‘I am so perfectly happy here,’ she answered, with hesitation; ‘but——’
She was not actuated by the sentiment which he attributed to her hesitation; she infinitely preferred the country to the city, as all meditative and poetic tempers do, and the little she had seen of the great world at Millo made her dread her entry into it in Paris. What she wished, but lacked the courage to say, was, that she perceived that the country did not satisfy him himself. She was not so dull of comprehension that she did not see the melancholy of her husband, the listless indifference, the unspoken ennui, which spoiled his years to him, and left him without energy or interest in life. She could discern the wound she knew not how to cure, and Friederich Othmar in his conversations with her had repeatedly assured her that the vie de province stifled the intelligence of a man as moss grows over the trunk of a tree.
‘I am so happy here,’ she answered now with hesitation, ‘but still——’
‘But still you are a daughter of Eve,’ he added with indulgence. ‘My poor child, it is quite natural, you are so young; all young girls long for the life of the world. It robs them of their lilies and roses, it draws bistre shadows under their eyes, it makes them old before they are twenty, but still they kiss the feet of their Moloch! I do not think, though, that you will ever be hurt by the world yourself. You are too serious, and have at once too much humility and too much pride: they are safe warders at the door of the soul; you will not easily become a mondaine.’
‘What is the difference?’
‘In the world, when she belongs to it, a woman crushes her soul as she crushes her waist; she is a butterfly, with the sting of an asp; she wastes her brain in the council-chambers of her tailors, and her time in a kaleidoscope of amusements that do not even amuse her; she would easily make the most hideous thing beautiful if she put it on once, and the most flagrant vice the fashion if she adopted it for a week; she has given the highest culture possible to her body and to her brain, only to spend her years in an ennui and an irritation beside which the life of the South Sea islanders would seem utility and wisdom; she has the clearest vision, the finest intelligence, the shrewdest wit, only to set her ambition on having a whole audience of a theatre forget the stage because she has entered her box, or the entire journals of a city chronicle the suicide of some madman who has taken his life because she crossed out his name on her tablets before a cotillon——’
He paused abruptly, becoming suddenly conscious that he was speaking in no general terms, and had only before his thoughts the vision of one woman.

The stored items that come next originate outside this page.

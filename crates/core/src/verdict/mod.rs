mod display;
pub mod types;

pub use types::*;
use crate::detector::heuristic::count_occurrences;
use crate::rng::RandomSource;

/// Syntactic markers and their base weights. Positive markers make a
/// contract look more intricate, guard markers make it look simpler.
pub const COMPLEXITY_MARKERS: &[(&str, f64)] = &[
    ("mapping", 0.5),
    ("struct", 0.3),
    ("assembly", 1.0),
    ("delegatecall", 1.0),
    ("selfdestruct", 0.8),
    ("require", -0.2),
    ("assert", -0.2),
    ("modifier", -0.3),
];

/// Size contribution: one unit per this many characters.
const CHARS_PER_UNIT: f64 = 1000.0;
const BASE_JITTER: f64 = 0.1;
const WEIGHT_JITTER: (f64, f64) = (0.9, 1.1);
const NORMALIZER: f64 = 10.0;

/// Derives a bounded complexity proxy in `[0, 1]` from contract source.
///
/// Not memoized: every call re-samples its perturbations from `rng`.
#[derive(Debug, Clone, Copy, Default)]
pub struct ComplexityScorer;

impl ComplexityScorer {
    pub fn new() -> Self {
        Self
    }

    pub fn score(&self, text: &str, rng: &mut RandomSource) -> f64 {
        let mut complexity = text.chars().count() as f64 / CHARS_PER_UNIT;
        complexity += rng.uniform(-BASE_JITTER, BASE_JITTER);

        for (marker, weight) in COMPLEXITY_MARKERS {
            let adjusted = weight * rng.uniform(WEIGHT_JITTER.0, WEIGHT_JITTER.1);
            complexity += count_occurrences(text, marker) as f64 * adjusted;
        }

        (complexity / NORMALIZER).clamp(0.0, 1.0)
    }
}
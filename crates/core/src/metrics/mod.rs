pub mod confusion;
pub mod report;

pub use confusion::ConfusionMatrix;
pub use report::{compute, MetricsFailure, MetricsRecord, MetricsReport};
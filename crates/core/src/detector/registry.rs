use super::context::AnalysisContext;
use super::traits::Detector;
use crate::complexity::ComplexityScorer;
use crate::contract::Contract;
use crate::rng::RandomSource;
use crate::verdict::{Verdicts, VulnCategory};

/// Holds exactly one detector per category and runs them against contracts.
pub struct DetectorRegistry {
    overflow: Box<dyn Detector>,
    reentrancy: Box<dyn Detector>,
    access_control: Box<dyn Detector>,
    scorer: ComplexityScorer,
}

impl DetectorRegistry {
    pub fn new(
        overflow: Box<dyn Detector>,
        reentrancy: Box<dyn Detector>,
        access_control: Box<dyn Detector>,
    ) -> Self {
        Self {
            overflow,
            reentrancy,
            access_control,
            scorer: ComplexityScorer::new(),
        }
    }

    /// Detector ruling on `category`
    pub fn get(&self, category: VulnCategory) -> &dyn Detector {
        match category {
            VulnCategory::Overflow => self.overflow.as_ref(),
            VulnCategory::Reentrancy => self.reentrancy.as_ref(),
            VulnCategory::AccessControl => self.access_control.as_ref(),
        }
    }

    /// Replace the detector for its category, returning the previous one
    pub fn replace(&mut self, detector: Box<dyn Detector>) -> Box<dyn Detector> {
        let slot = match detector.category() {
            VulnCategory::Overflow => &mut self.overflow,
            VulnCategory::Reentrancy => &mut self.reentrancy,
            VulnCategory::AccessControl => &mut self.access_control,
        };
        std::mem::replace(slot, detector)
    }

    /// Run all three detectors in category order. Complexity is re-scored
    /// before each detector call.
    pub fn run_all(&self, contract: &Contract, rng: &mut RandomSource) -> Verdicts {
        let mut verdicts = Verdicts::default();
        for category in VulnCategory::ALL {
            let complexity = self.scorer.score(contract.source(), rng);
            let mut ctx = AnalysisContext::new(contract, complexity, rng);
            verdicts.set(category, self.get(category).detect(&mut ctx));
        }
        verdicts
    }

    /// Detectors in category order
    pub fn detectors(&self) -> [&dyn Detector; 3] {
        VulnCategory::ALL.map(|c| self.get(c))
    }

    /// List all registered detector names
    pub fn list_detectors(&self) -> Vec<&str> {
        self.detectors().iter().map(|d| d.name()).collect()
    }
}
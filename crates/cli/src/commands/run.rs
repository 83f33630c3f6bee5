use std::fs;
use std::path::{Path, PathBuf};

use anyhow::{bail, Context, Result};
use tracing::info;

use solbench::config::Config;
use solbench::contract::{count_contracts, CorpusGenerator};
use solbench::report::ResultTable;
use solbench::AnalysisPipeline;

use crate::output::{self, RunSummary};
use crate::OutputFormat;

pub struct RunArgs {
    pub corpus: Option<PathBuf>,
    pub ground_truth: Option<PathBuf>,
    pub results_dir: Option<PathBuf>,
    pub config: Option<PathBuf>,
    pub seed: Option<u64>,
    pub daily_seed: bool,
    pub format: OutputFormat,
    pub quiet: bool,
    pub no_color: bool,
}

pub fn run(args: RunArgs) -> Result<()> {
    let mut config = super::load_config(args.config)?;
    apply_overrides(&mut config, &args.corpus, &args.results_dir, args.seed, args.daily_seed);

    // An explicit store is both the comparison source and the metrics source.
    if let Some(path) = &args.ground_truth {
        config.ground_truth.path = path.clone();
    }

    let corpus_dir = config.corpus.directory.clone();
    ensure_corpus(&config, &corpus_dir)?;

    let results_path = config.results_path();
    let metrics_path = config.metrics_path();

    let mut pipeline = AnalysisPipeline::from_config(config, solbench_detectors::default_registry());
    info!(seed = pipeline.rng().seed(), "starting benchmark run");

    let rows = pipeline
        .run(&corpus_dir, args.ground_truth.as_deref())
        .with_context(|| format!("benchmark run over {} failed", corpus_dir.display()))?;
    let metrics = pipeline.compute_metrics(Some(rows.as_slice()));

    let table = ResultTable::new(rows);
    table
        .write_csv(&results_path)
        .with_context(|| format!("failed to write {}", results_path.display()))?;
    write_metrics(&metrics_path, &metrics)?;
    info!("Results saved to {}", results_path.display());

    let summary = RunSummary {
        contracts_analyzed: table.len(),
        flagged: table.flag_counts(),
        metrics,
    };

    match args.format {
        OutputFormat::Json => output::json::print(&summary)?,
        OutputFormat::Text => output::text::print(&summary, args.quiet, args.no_color)?,
    }

    if summary.metrics.error().is_some() {
        std::process::exit(1);
    }

    Ok(())
}

fn apply_overrides(
    config: &mut Config,
    corpus: &Option<PathBuf>,
    results_dir: &Option<PathBuf>,
    seed: Option<u64>,
    daily_seed: bool,
) {
    if let Some(dir) = corpus {
        config.corpus.directory = dir.clone();
    }
    if let Some(dir) = results_dir {
        config.output.results_dir = dir.clone();
    }
    if let Some(seed) = seed {
        config.global.seed_mode = "fixed".to_string();
        config.global.seed = seed;
    } else if daily_seed {
        config.global.seed_mode = "daily".to_string();
    }
}

/// Top the corpus up with synthetic contracts when it is below `min_contracts`.
fn ensure_corpus(config: &Config, dir: &Path) -> Result<()> {
    let existing = count_contracts(dir, &config.corpus.extension);
    let required = config.corpus.min_contracts;
    if existing >= required {
        return Ok(());
    }

    info!(existing, required, "corpus too small, generating contracts");
    let generator = CorpusGenerator::new(dir, config.corpus.solc_version.clone());
    generator
        .generate(required)
        .with_context(|| format!("failed to generate corpus in {}", dir.display()))?;

    let available = count_contracts(dir, &config.corpus.extension);
    if available < required {
        bail!(
            "corpus {} holds {} contracts after generation, {} required",
            dir.display(),
            available,
            required
        );
    }
    Ok(())
}

fn write_metrics(path: &Path, metrics: &solbench::metrics::MetricsRecord) -> Result<()> {
    if let Some(parent) = path.parent().filter(|p| !p.as_os_str().is_empty()) {
        fs::create_dir_all(parent)
            .with_context(|| format!("failed to create {}", parent.display()))?;
    }
    let json = serde_json::to_string_pretty(metrics)?;
    fs::write(path, json).with_context(|| format!("failed to write {}", path.display()))?;
    info!("Metrics saved to {}", path.display());
    Ok(())
}

#[cfg(test)]
mod tests {
    use super::*;
    use solbench::rng::SeedPolicy;

    #[test]
    fn test_seed_override() {
        let mut config = Config::default();
        apply_overrides(&mut config, &None, &None, Some(9), false);
        assert_eq!(config.seed_policy(), SeedPolicy::Fixed(9));

        let mut config = Config::default();
        apply_overrides(&mut config, &None, &None, None, true);
        assert_eq!(config.seed_policy(), SeedPolicy::Daily);
    }

    #[test]
    fn test_path_overrides() {
        let mut config = Config::default();
        apply_overrides(
            &mut config,
            &Some(PathBuf::from("contracts")),
            &Some(PathBuf::from("out")),
            None,
            false,
        );
        assert_eq!(config.corpus.directory, PathBuf::from("contracts"));
        assert_eq!(config.metrics_path(), PathBuf::from("out").join("metrics.json"));
    }
}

‘No, my dear,’ he said kindly, passing his hand over the shining tresses of Yseulte; ‘I am not afraid that you will become a coquette or a lover of folly; you will not learn the slang of the hour, or yellow your white skin with maquillage; you will always be the young patrician of the time of the Lady of Beaujeu. You shall go to Paris if you wish, and do just as you like there; you must not blame me if it do not suit you better than it suits those roses which your foster-mother sends up in moss from her garden.’

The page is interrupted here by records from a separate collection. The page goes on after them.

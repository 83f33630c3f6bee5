use serde::{Deserialize, Serialize};

/// Agreement counters between predicted and reference "safe" labels.
///
/// A vulnerability is the positive class: flagging a truly vulnerable
/// contract is a true positive, calling a vulnerable contract safe is a
/// false negative. Counts are pooled across every category.
#[derive(Debug, Clone, Copy, Default, PartialEq, Eq, Serialize, Deserialize)]
pub struct ConfusionMatrix {
    true_positives: u64,
    false_positives: u64,
    true_negatives: u64,
    false_negatives: u64,
}

impl ConfusionMatrix {
    pub fn new() -> Self {
        Self::default()
    }

    pub fn from_counts(tp: u64, fp: u64, tn: u64, fn_: u64) -> Self {
        Self {
            true_positives: tp,
            false_positives: fp,
            true_negatives: tn,
            false_negatives: fn_,
        }
    }

    pub fn reset(&mut self) {
        *self = Self::default();
    }

    /// Record one (prediction, reference) comparison.
    pub fn update(&mut self, predicted_safe: bool, actual_safe: bool) {
        match (predicted_safe, actual_safe) {
            (true, true) => self.true_negatives += 1,
            (true, false) => self.false_negatives += 1,
            (false, true) => self.false_positives += 1,
            (false, false) => self.true_positives += 1,
        }
    }

    pub fn true_positives(&self) -> u64 {
        self.true_positives
    }

    pub fn false_positives(&self) -> u64 {
        self.false_positives
    }

    pub fn true_negatives(&self) -> u64 {
        self.true_negatives
    }

    pub fn false_negatives(&self) -> u64 {
        self.false_negatives
    }

    pub fn total(&self) -> u64 {
        self.true_positives + self.false_positives + self.true_negatives + self.false_negatives
    }
}
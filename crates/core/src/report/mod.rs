mod csv;
pub mod types;

pub use types::*;
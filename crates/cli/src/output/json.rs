use anyhow::Result;
use serde::Serialize;

pub fn print<T: Serialize>(value: &T) -> Result<()> {
    let json = serde_json::to_string_pretty(value)?;
    println!("{json}");
    Ok(())
}
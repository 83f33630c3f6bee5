use std::path::PathBuf;

/// Errors raised by the benchmarking core.
#[derive(Debug, thiserror::Error)]
pub enum BenchError {
    #[error("failed to read contract {path}: {source}")]
    ContractRead {
        path: PathBuf,
        source: std::io::Error,
    },

    #[error("corpus directory not found: {0}")]
    CorpusMissing(PathBuf),

    #[error("failed to enumerate corpus {path}: {source}")]
    CorpusRead {
        path: PathBuf,
        source: walkdir::Error,
    },

    #[error("ground truth store not found: {0}")]
    GroundTruthMissing(PathBuf),

    #[error("malformed ground truth store {path}: {source}")]
    GroundTruthFormat {
        path: PathBuf,
        source: serde_json::Error,
    },

    #[error("failed to read {path}: {source}")]
    Read {
        path: PathBuf,
        source: std::io::Error,
    },

    #[error("failed to write {path}: {source}")]
    Write {
        path: PathBuf,
        source: std::io::Error,
    },

    #[error("malformed results table at line {line}: {reason}")]
    ResultsFormat { line: usize, reason: String },

    #[error("invalid config {path}: {source}")]
    Config {
        path: PathBuf,
        source: toml::de::Error,
    },

    #[error("solc error: {0}")]
    Compiler(String),

    #[error(transparent)]
    Json(#[from] serde_json::Error),
}

pub type Result<T> = std::result::Result<T, BenchError>;
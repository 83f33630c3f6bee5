use std::io::Write;
use std::path::{Path, PathBuf};
use std::process::{Command, Stdio};

use serde_json::Value;

use crate::error::{BenchError, Result};

/// Thin wrapper around an installed `solc` binary that produces the
/// compact JSON AST of a source unit.
///
/// Not used by the evaluation pipeline; kept as a structural data source
/// for heuristics that want more than substring counts.
#[derive(Debug, Clone)]
pub struct SolcCompiler {
    binary: PathBuf,
    version: String,
}

impl SolcCompiler {
    pub fn new(version: impl Into<String>) -> Self {
        Self::with_binary("solc", version)
    }

    pub fn with_binary(binary: impl Into<PathBuf>, version: impl Into<String>) -> Self {
        Self {
            binary: binary.into(),
            version: version.into(),
        }
    }

    /// Version the caller expects the binary to be.
    pub fn expected_version(&self) -> &str {
        &self.version
    }

    pub fn is_available(&self) -> bool {
        Command::new(&self.binary)
            .arg("--version")
            .output()
            .map(|o| o.status.success())
            .unwrap_or(false)
    }

    /// Version reported by the binary (e.g. `0.8.0+commit.c7dfd78e...`).
    pub fn installed_version(&self) -> Option<String> {
        let output = Command::new(&self.binary).arg("--version").output().ok()?;
        if !output.status.success() {
            return None;
        }
        let stdout = String::from_utf8_lossy(&output.stdout);
        stdout
            .lines()
            .find_map(|l| l.strip_prefix("Version:"))
            .map(|v| v.trim().to_string())
    }

    pub fn parse_file(&self, path: &Path) -> Result<Value> {
        let source = std::fs::read_to_string(path).map_err(|source| BenchError::Read {
            path: path.to_path_buf(),
            source,
        })?;
        self.parse_source(&source)
    }

    /// Compile `source` from stdin and return its AST.
    pub fn parse_source(&self, source: &str) -> Result<Value> {
        let mut child = Command::new(&self.binary)
            .args(["--combined-json", "ast", "-"])
            .stdin(Stdio::piped())
            .stdout(Stdio::piped())
            .stderr(Stdio::piped())
            .spawn()
            .map_err(|e| {
                BenchError::Compiler(format!("failed to launch {}: {e}", self.binary.display()))
            })?;

        if let Some(mut stdin) = child.stdin.take() {
            stdin
                .write_all(source.as_bytes())
                .map_err(|e| BenchError::Compiler(format!("failed to write source: {e}")))?;
        }

        let output = child
            .wait_with_output()
            .map_err(|e| BenchError::Compiler(e.to_string()))?;
        if !output.status.success() {
            return Err(BenchError::Compiler(
                String::from_utf8_lossy(&output.stderr).trim().to_string(),
            ));
        }

        let combined: Value = serde_json::from_slice(&output.stdout)?;
        extract_source_ast(&combined)
    }
}

/// Pull the first source unit's AST out of `solc --combined-json ast` output.
pub fn extract_source_ast(combined: &Value) -> Result<Value> {
    let sources = combined
        .get("sources")
        .and_then(Value::as_object)
        .ok_or_else(|| BenchError::Compiler("no `sources` in compiler output".to_string()))?;

    sources
        .values()
        .find_map(|unit| unit.get("AST").or_else(|| unit.get("ast")))
        .cloned()
        .ok_or_else(|| BenchError::Compiler("no AST in compiler output".to_string()))
}
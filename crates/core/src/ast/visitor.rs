use std::collections::HashSet;

use serde::Serialize;
use serde_json::Value;

/// Binary operators counted as arithmetic.
const ARITHMETIC_OPERATORS: &[&str] = &["+", "-", "*", "/"];

/// Member names that hand control to another contract.
const EXTERNAL_CALL_MEMBERS: &[&str] = &["call", "send", "transfer", "delegatecall", "staticcall"];

/// Depth-first walk over every AST node (any object carrying `nodeType`).
pub fn walk<'a>(node: &'a Value, visit: &mut dyn FnMut(&'a Value)) {
    match node {
        Value::Object(map) => {
            if map.contains_key("nodeType") {
                visit(node);
            }
            for child in map.values() {
                walk(child, visit);
            }
        }
        Value::Array(items) => {
            for child in items {
                walk(child, visit);
            }
        }
        _ => {}
    }
}

fn node_type(node: &Value) -> Option<&str> {
    node.get("nodeType").and_then(Value::as_str)
}

fn collect<'a>(ast: &'a Value, pred: impl Fn(&'a Value) -> bool) -> Vec<&'a Value> {
    let mut out = Vec::new();
    walk(ast, &mut |node: &'a Value| {
        if pred(node) {
            out.push(node);
        }
    });
    out
}

/// `BinaryOperation` nodes using `+`, `-`, `*` or `/`.
pub fn extract_arithmetic_operations(ast: &Value) -> Vec<&Value> {
    collect(ast, |node| {
        node_type(node) == Some("BinaryOperation")
            && node
                .get("operator")
                .and_then(Value::as_str)
                .is_some_and(|op| ARITHMETIC_OPERATORS.contains(&op))
    })
}

/// Names of every `Identifier` under `node`.
pub fn extract_identifiers(node: &Value) -> Vec<String> {
    collect(node, |n| node_type(n) == Some("Identifier"))
        .into_iter()
        .filter_map(|n| n.get("name").and_then(Value::as_str))
        .map(str::to_string)
        .collect()
}

/// `FunctionCall` nodes whose callee is a low-level or value-transfer
/// member (`x.call{value: v}(..)`, `x.send(..)`, `x.delegatecall(..)` ...).
pub fn extract_external_calls(ast: &Value) -> Vec<&Value> {
    collect(ast, |node| {
        node_type(node) == Some("FunctionCall")
            && node.get("expression").is_some_and(is_external_callee)
    })
}

fn is_external_callee(callee: &Value) -> bool {
    match node_type(callee) {
        Some("MemberAccess") => callee
            .get("memberName")
            .and_then(Value::as_str)
            .is_some_and(|m| EXTERNAL_CALL_MEMBERS.contains(&m)),
        // `{value: ..., gas: ...}` wraps the member access
        Some("FunctionCallOptions") => callee.get("expression").is_some_and(is_external_callee),
        _ => false,
    }
}

/// `Assignment` nodes whose left-hand side resolves to a state variable,
/// directly or through indexing / member access.
pub fn extract_state_changes(ast: &Value) -> Vec<&Value> {
    let state_vars: HashSet<i64> = collect(ast, |node| {
        node_type(node) == Some("VariableDeclaration")
            && node.get("stateVariable").and_then(Value::as_bool) == Some(true)
    })
    .into_iter()
    .filter_map(|n| n.get("id").and_then(Value::as_i64))
    .collect();

    collect(ast, |node| {
        node_type(node) == Some("Assignment")
            && node
                .get("leftHandSide")
                .is_some_and(|lhs| targets_state(lhs, &state_vars))
    })
}

fn targets_state(expr: &Value, state_vars: &HashSet<i64>) -> bool {
    match node_type(expr) {
        Some("Identifier") => expr
            .get("referencedDeclaration")
            .and_then(Value::as_i64)
            .is_some_and(|id| state_vars.contains(&id)),
        Some("IndexAccess") => expr
            .get("baseExpression")
            .is_some_and(|base| targets_state(base, state_vars)),
        Some("MemberAccess") => expr
            .get("expression")
            .is_some_and(|base| targets_state(base, state_vars)),
        _ => false,
    }
}

/// `FunctionDefinition` nodes (constructors, fallback and receive included).
pub fn extract_functions(ast: &Value) -> Vec<&Value> {
    collect(ast, |node| node_type(node) == Some("FunctionDefinition"))
}

/// Structural counts for one source unit.
#[derive(Debug, Clone, Default, PartialEq, Eq, Serialize)]
pub struct AstSummary {
    pub functions: usize,
    pub arithmetic_operations: usize,
    pub external_calls: usize,
    pub state_changes: usize,
}

impl AstSummary {
    pub fn from_ast(ast: &Value) -> Self {
        Self {
            functions: extract_functions(ast).len(),
            arithmetic_operations: extract_arithmetic_operations(ast).len(),
            external_calls: extract_external_calls(ast).len(),
            state_changes: extract_state_changes(ast).len(),
        }
    }
}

‘Poor child!’ he thought, with a pang of conscience. ‘She has a right to enjoy any amusement she can. She is young; the world will be a play-place to her; if she can make for herself friends, interests, pastimes, I should be the last to prevent her. Sooner or later she will find out that she is so little to me. She is content now because she takes kindness for love, and because, in her innocence, she cannot conceive how one’s senses may be roused while one’s heart may lie dumb and cold as a stone. But when she is older she will perceive all that, and then the more friends she has found, and the less she leans on me, the less unhappy she will be. I will give her everything that she can wish for; all women grow contented and absorbed in the world.’